What you need to do:
The answer must be a single number: how many lines in the entries hold the string "TOTALE".

#### Task inputs ####

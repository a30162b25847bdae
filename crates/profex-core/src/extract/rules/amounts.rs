//! Total-amount extraction: anchor selection, cleanup, currency.

use rust_decimal::Decimal;
use std::str::FromStr;

use tracing::debug;

use crate::layout::y_overlap_ratio;
use crate::models::block::Block;

use super::patterns::{RX_CURRENCY_TOKEN, RX_MONEY, RX_TOTAL, RX_TOTAL_BADCTX, RX_TOTAL_INLINE};

/// Horizontal budget between a TOTAL block and its amount on the row.
const TOTAL_ROW_DX: f64 = 600.0;
/// Overlap required for the amount block to count as the same row.
const TOTAL_ROW_OVERLAP: f64 = 0.55;

const CONF_POSITIVE: f32 = 0.92;
const CONF_BEST_ZERO: f32 = 0.80;
const CONF_GLOBAL_MAX: f32 = 0.70;

/// Raw amount text, detected currency code and confidence for the
/// authoritative total of the document.
pub fn find_total_amount(blocks: &[Block]) -> (String, String, f32) {
    let mut candidates: Vec<&Block> = blocks
        .iter()
        .filter(|b| RX_TOTAL.is_match(&b.text) && !RX_TOTAL_BADCTX.is_match(&b.text))
        .collect();
    if candidates.is_empty() {
        return fallback_largest(blocks);
    }

    // Bottom to top: the final total prints lowest on the page.
    candidates.sort_by(|a, b| {
        (a.page, -a.y0(), a.x0())
            .partial_cmp(&(b.page, -b.y0(), b.x0()))
            .unwrap_or(std::cmp::Ordering::Equal)
    });

    let mut best_zero: Option<(String, String)> = None;
    for base in candidates {
        let Some((raw, currency)) = same_row_amount(base, blocks) else {
            continue;
        };
        let cleaned = cleanup_amount(&raw);
        let value = Decimal::from_str(&cleaned).ok();
        if value.is_some_and(|v| v > Decimal::ZERO) {
            let currency = if currency.is_empty() {
                detect_currency(&page_text(blocks, base.page))
            } else {
                currency
            };
            debug!(amount = %raw, %currency, "positive total candidate accepted");
            return (raw, currency, CONF_POSITIVE);
        }
        if best_zero.is_none() {
            let currency = non_empty(detect_currency(&base.text), || {
                detect_currency(&page_text(blocks, base.page))
            });
            best_zero = Some((raw, currency));
        }
    }

    if let Some((raw, currency)) = best_zero {
        debug!(amount = %raw, "only a zero total found");
        return (raw, currency, CONF_BEST_ZERO);
    }

    fallback_largest(blocks)
}

/// Amount printed beside a TOTAL anchor: inline in the anchor block, or
/// in a block to its right on the same visual row. Currency-bearing
/// blocks are preferred over bare numbers.
fn same_row_amount(base: &Block, blocks: &[Block]) -> Option<(String, String)> {
    if let Some(caps) = RX_TOTAL_INLINE.captures(&base.text) {
        let raw = caps[1].to_string();
        let currency = non_empty(detect_currency(&base.text), || detect_currency(&raw));
        return Some((raw, currency));
    }

    let mut row: Vec<&Block> = blocks
        .iter()
        .filter(|r| {
            r.page == base.page
                && r.x0() > base.x1()
                && (r.x0() - base.x1()) <= TOTAL_ROW_DX
                && y_overlap_ratio(&r.bbox, &base.bbox) >= TOTAL_ROW_OVERLAP
        })
        .collect();
    row.sort_by(|a, b| {
        let ka = (
            u8::from(!RX_CURRENCY_TOKEN.is_match(&a.text)),
            -y_overlap_ratio(&a.bbox, &base.bbox),
            a.x0(),
        );
        let kb = (
            u8::from(!RX_CURRENCY_TOKEN.is_match(&b.text)),
            -y_overlap_ratio(&b.bbox, &base.bbox),
            b.x0(),
        );
        ka.partial_cmp(&kb).unwrap_or(std::cmp::Ordering::Equal)
    });

    for neighbor in row {
        if let Some(m) = RX_MONEY.find(&neighbor.text) {
            let raw = m.as_str().to_string();
            let currency = non_empty(detect_currency(&base.text), || {
                non_empty(detect_currency(&neighbor.text), || detect_currency(&raw))
            });
            return Some((raw, currency));
        }
    }

    None
}

/// Largest money-shaped token anywhere in the document.
fn fallback_largest(blocks: &[Block]) -> (String, String, f32) {
    let mut best: Option<(Decimal, String, String)> = None;
    for block in blocks {
        for m in RX_MONEY.find_iter(&block.text) {
            let raw = m.as_str().to_string();
            let Some(value) = Decimal::from_str(&cleanup_amount(&raw)).ok() else {
                continue;
            };
            let currency = non_empty(detect_currency(&block.text), || detect_currency(&raw));
            if best.as_ref().is_none_or(|(v, _, _)| value > *v) {
                best = Some((value, raw, currency));
            }
        }
    }
    match best {
        Some((_, raw, currency)) => (raw, currency, CONF_GLOBAL_MAX),
        None => (String::new(), String::new(), 0.0),
    }
}

/// Normalize a raw amount to a plain "1234.56" string.
///
/// Strips currency markers and spaces. A single comma whose suffix is
/// all digits is treated as the decimal separator, with dots read as
/// thousands separators; anything else keeps its dots and loses every
/// other character. The one rule covers both "1.234,56" and "1234.56".
pub fn cleanup_amount(raw: &str) -> String {
    if raw.is_empty() {
        return String::new();
    }
    let s = raw
        .replace("EUR", "")
        .replace('€', "")
        .replace('\n', " ")
        .trim()
        .replace(' ', "");

    let s = match s.split_once(',') {
        Some((_, tail))
            if s.matches(',').count() == 1 && !tail.is_empty() && tail.chars().all(|c| c.is_ascii_digit()) =>
        {
            s.replace('.', "").replace(',', ".")
        }
        _ => s,
    };

    s.chars().filter(|c| c.is_ascii_digit() || *c == '.').collect()
}

/// ISO code for the first currency marker found, or "".
pub fn detect_currency(text: &str) -> String {
    let t = text.to_uppercase();
    if t.contains("USD") || t.contains('$') {
        "USD".to_string()
    } else if t.contains("EUR") || t.contains('€') {
        "EUR".to_string()
    } else if t.contains("GBP") || t.contains('£') {
        "GBP".to_string()
    } else {
        String::new()
    }
}

fn page_text(blocks: &[Block], page: u32) -> String {
    blocks
        .iter()
        .filter(|b| b.page == page)
        .map(|b| b.text.as_str())
        .collect::<Vec<_>>()
        .join(" ")
}

fn non_empty(first: String, second: impl FnOnce() -> String) -> String {
    if first.is_empty() { second() } else { first }
}

#[cfg(test)]
mod tests {
    use super::*;
    use pretty_assertions::assert_eq;

    fn block(text: &str, bbox: [f64; 4]) -> Block {
        Block::new(text, bbox)
    }

    #[test]
    fn test_cleanup_amount() {
        assert_eq!(cleanup_amount("1.234,56"), "1234.56");
        assert_eq!(cleanup_amount("1234.56"), "1234.56");
        assert_eq!(cleanup_amount(""), "");
        assert_eq!(cleanup_amount("EUR 950,00"), "950.00");
        assert_eq!(cleanup_amount("$ 1,234.56"), "1234.56");
    }

    #[test]
    fn test_detect_currency_priority() {
        assert_eq!(detect_currency("importe en EUR"), "EUR");
        assert_eq!(detect_currency("$ 12.00"), "USD");
        assert_eq!(detect_currency("£99"), "GBP");
        assert_eq!(detect_currency("sin moneda"), "");
    }

    #[test]
    fn test_total_selection_prefers_bottom_positive() {
        let blocks = vec![
            block("TOTAL IVA 45,00", [10.0, 100.0, 150.0, 112.0]),
            block("TOTAL 0,00", [10.0, 130.0, 120.0, 142.0]),
            block("TOTAL 230,50", [10.0, 160.0, 130.0, 172.0]),
        ];
        let (raw, _, conf) = find_total_amount(&blocks);
        assert_eq!(cleanup_amount(&raw), "230.50");
        assert_eq!(conf, 0.92);
    }

    #[test]
    fn test_total_skips_tax_row_below_total() {
        let blocks = vec![
            block("TOTALE 230,50", [10.0, 100.0, 130.0, 112.0]),
            block("TOTALE IMPOSTE 45,00", [10.0, 160.0, 170.0, 172.0]),
        ];
        let (raw, _, conf) = find_total_amount(&blocks);
        assert_eq!(cleanup_amount(&raw), "230.50");
        assert_eq!(conf, 0.92);
    }

    #[test]
    fn test_total_zero_kept_when_nothing_positive() {
        let blocks = vec![block("TOTAL EUR 0,00", [10.0, 50.0, 150.0, 62.0])];
        let (raw, currency, conf) = find_total_amount(&blocks);
        assert_eq!(cleanup_amount(&raw), "0.00");
        assert_eq!(currency, "EUR");
        assert_eq!(conf, 0.80);
    }

    #[test]
    fn test_total_same_row_neighbor() {
        let blocks = vec![
            block("TOTALE", [10.0, 300.0, 60.0, 312.0]),
            block("1.440,00 EUR", [400.0, 301.0, 480.0, 313.0]),
        ];
        let (raw, currency, conf) = find_total_amount(&blocks);
        assert_eq!(cleanup_amount(&raw), "1440.00");
        assert_eq!(currency, "EUR");
        assert_eq!(conf, 0.92);
    }

    #[test]
    fn test_fallback_global_largest() {
        let blocks = vec![
            block("anticipo 100,00", [10.0, 10.0, 100.0, 22.0]),
            block("importe 2.500,00 EUR", [10.0, 40.0, 150.0, 52.0]),
        ];
        let (raw, currency, conf) = find_total_amount(&blocks);
        assert_eq!(cleanup_amount(&raw), "2500.00");
        assert_eq!(currency, "EUR");
        assert_eq!(conf, 0.70);
    }

    #[test]
    fn test_no_money_anywhere() {
        let blocks = vec![block("sin importes", [0.0, 0.0, 50.0, 10.0])];
        let (raw, currency, conf) = find_total_amount(&blocks);
        assert_eq!(raw, "");
        assert_eq!(currency, "");
        assert_eq!(conf, 0.0);
    }
}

####

Answer to this exercise:
3